I very much on purpose said that the hook "must read everything from its
standard input, *and* *then* return..." in my response. Your "Demo" hook
emits output as it reads its input with sed, but your main process invokes
the hook, drains everything with write_in_full() before starting to read a
single line, so I suspect that your hook will deadlock when its output
pipe buffer fills up without being read by the main process. Of course,
for this deadlock to actually happen, you need to be fetching quite a lot
of refs.

To make the life of hook writers easier, however, it would be good to
support a hook written in the style of your "Demo" hook, instead of
requiring it to read everything before emiting any output. I think you
could solve this by having a select(2) loop to avoid the deadlock on our
end (lets call the code that spawns a hook with run_command() and
interacts with it a "hook driver" in the rest of this message), but before
going in that direction, I would like to see us stepping back and bit and
think about the way hooks are called in the current code.

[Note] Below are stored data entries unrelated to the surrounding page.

//! Undo/redo over applied operations.
//!
//! Each entry keeps the operation that was applied and the structural inverse that
//! restores the timeline it was applied to. Undo applies the inverse; redo re-applies
//! the operation, which is deterministic because operations carry the ids they create.
//! If either step no longer fits the current timeline the history is dropped and the
//! current state kept.

use std::collections::VecDeque;

use crate::editor::operation::{self, InverseOperation, Operation};
use crate::error::{EditError, HistoryError};
use crate::model::timeline::Timeline;

#[derive(Clone, Debug)]
pub struct HistoryEntry {
    pub label: String,
    operation: Operation,
    inverse: InverseOperation,
}

impl HistoryEntry {
    pub fn operation(&self) -> &Operation {
        &self.operation
    }
}

pub struct HistoryManager {
    undo_stack: VecDeque<HistoryEntry>,
    redo_stack: Vec<HistoryEntry>,
    max_depth: usize,
}

impl HistoryManager {
    pub fn new(max_depth: usize) -> Self {
        Self {
            undo_stack: VecDeque::new(),
            redo_stack: Vec::new(),
            max_depth: max_depth.max(1),
        }
    }

    /// Applies `operation` to `timeline` and records it. Rejected operations leave the
    /// history untouched.
    pub fn apply(&mut self, timeline: &Timeline, operation: Operation) -> Result<Timeline, EditError> {
        let (next, inverse) = operation::apply(timeline, &operation)?;
        self.record(operation, inverse);
        Ok(next)
    }

    /// Pushes an applied operation. Clears the redo stack and enforces the depth cap.
    pub fn record(&mut self, operation: Operation, inverse: InverseOperation) {
        let label = operation.label();
        self.redo_stack.clear();
        self.undo_stack.push_back(HistoryEntry {
            label,
            operation,
            inverse,
        });
        while self.undo_stack.len() > self.max_depth {
            if let Some(dropped) = self.undo_stack.pop_front() {
                log::debug!("History full, dropping '{}'", dropped.label);
            }
        }
        log::debug!(
            "History entry pushed (undo depth {})",
            self.undo_stack.len()
        );
    }

    /// Timeline before the most recent entry, or `None` when there is nothing to undo.
    pub fn undo(&mut self, current: &Timeline) -> Option<Timeline> {
        let entry = self.undo_stack.pop_back()?;
        match entry.inverse.apply(current) {
            Ok(previous) => {
                log::debug!("Undo '{}'", entry.label);
                self.redo_stack.push(entry);
                Some(previous)
            }
            Err(err) => {
                self.discard(&err);
                None
            }
        }
    }

    /// Re-applies the most recently undone entry.
    pub fn redo(&mut self, current: &Timeline) -> Option<Timeline> {
        let entry = self.redo_stack.pop()?;
        match operation::apply(current, &entry.operation) {
            Ok((next, inverse)) => {
                log::debug!("Redo '{}'", entry.label);
                self.undo_stack.push_back(HistoryEntry { inverse, ..entry });
                Some(next)
            }
            Err(err) => {
                self.discard(&HistoryError::Corrupted(err.to_string()));
                None
            }
        }
    }

    fn discard(&mut self, err: &HistoryError) {
        log::warn!("{err}; clearing history and keeping the current timeline");
        self.clear();
    }

    pub fn clear(&mut self) {
        self.undo_stack.clear();
        self.redo_stack.clear();
    }

    pub fn can_undo(&self) -> bool {
        !self.undo_stack.is_empty()
    }

    pub fn can_redo(&self) -> bool {
        !self.redo_stack.is_empty()
    }

    pub fn undo_label(&self) -> Option<&str> {
        self.undo_stack.back().map(|e| e.label.as_str())
    }

    pub fn redo_label(&self) -> Option<&str> {
        self.redo_stack.last().map(|e| e.label.as_str())
    }

    /// Undo labels, oldest first.
    pub fn labels(&self) -> impl Iterator<Item = &str> {
        self.undo_stack.iter().map(|e| e.label.as_str())
    }

    pub fn depth(&self) -> usize {
        self.undo_stack.len()
    }

    pub fn max_depth(&self) -> usize {
        self.max_depth
    }
}

impl Default for HistoryManager {
    fn default() -> Self {
        Self::new(100)
    }
}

We seem to already have too many hook drivers, each of which hand-roll
similar logic using run-command API. At some point, we would want to have
a single "run_hook" helper function that takes:

 - the name of a hook;
 - the command line arguments to be fed;
 - a callback "generator" function to feed the standard input stream of
   the hook process;
 - a callback "consumer" function to receive the standard output stream of
   the hook process; and
 - set of environment tweaks while running the hook (e.g. run the hook
   while setting GIT_INDEX_FILE to a temporary file).

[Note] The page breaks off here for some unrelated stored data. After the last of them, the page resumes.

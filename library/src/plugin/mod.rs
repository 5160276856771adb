//! Studio plugins and the annotation import helpers they use.

pub mod annotations;
pub mod builtin;
pub mod manager;
pub mod traits;

pub use annotations::{
    Annotation, AnnotationImport, Highlight, ImportReport, SkipReason, SkippedAnnotation,
    SubtitleCue, import_annotations, plan_import,
};
pub use builtin::BuiltinStudio;
pub use manager::PluginManager;
pub use traits::{
    EffectPreset, ExportPreset, HighlightDetector, Plugin, StudioContext, StudioPlugin,
};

and hides away the complexity from hook drivers.  The command line
arguments, input and output callback functions are all optional depending
on the API between the hook driver and the hook (e.g. the "post-update"
hook takes arguments from its command line but does not interact with the
standard I/O stream, while the "post-receive" hook takes its input from
the standard input stream). Tweaking of the environment is also optional;
not many hooks need it.

By formalizing the hook driver API that way, any hook driver that drives a
tricky hook that may need a select(2) loop to avoid a deadlock in a way
similar to your patch do would not have to worry about the issue, as the
run_hook() helper would take care of it by reading from the hook's output
pipe and drain the pipe by calling the "consumer" callback before calling
the "generator" callback and feed more input to the hook to cause a
deadlock. We also could in the future do many other things if and when we
wanted to that the current code structure makes difficult. A few examples
that readily come to my mind are:

 - relocate where the hook scripts live, by limiting the hook driver API
   to take just the "name" of the hook. The current hook callsites know
   that the hooks live in git_path("hooks/$name") and call run_command()
   on their own, but the run_hook() helper could redirect it away to
   somewhere else, e.g. "/etc/git-core/hooks/$name".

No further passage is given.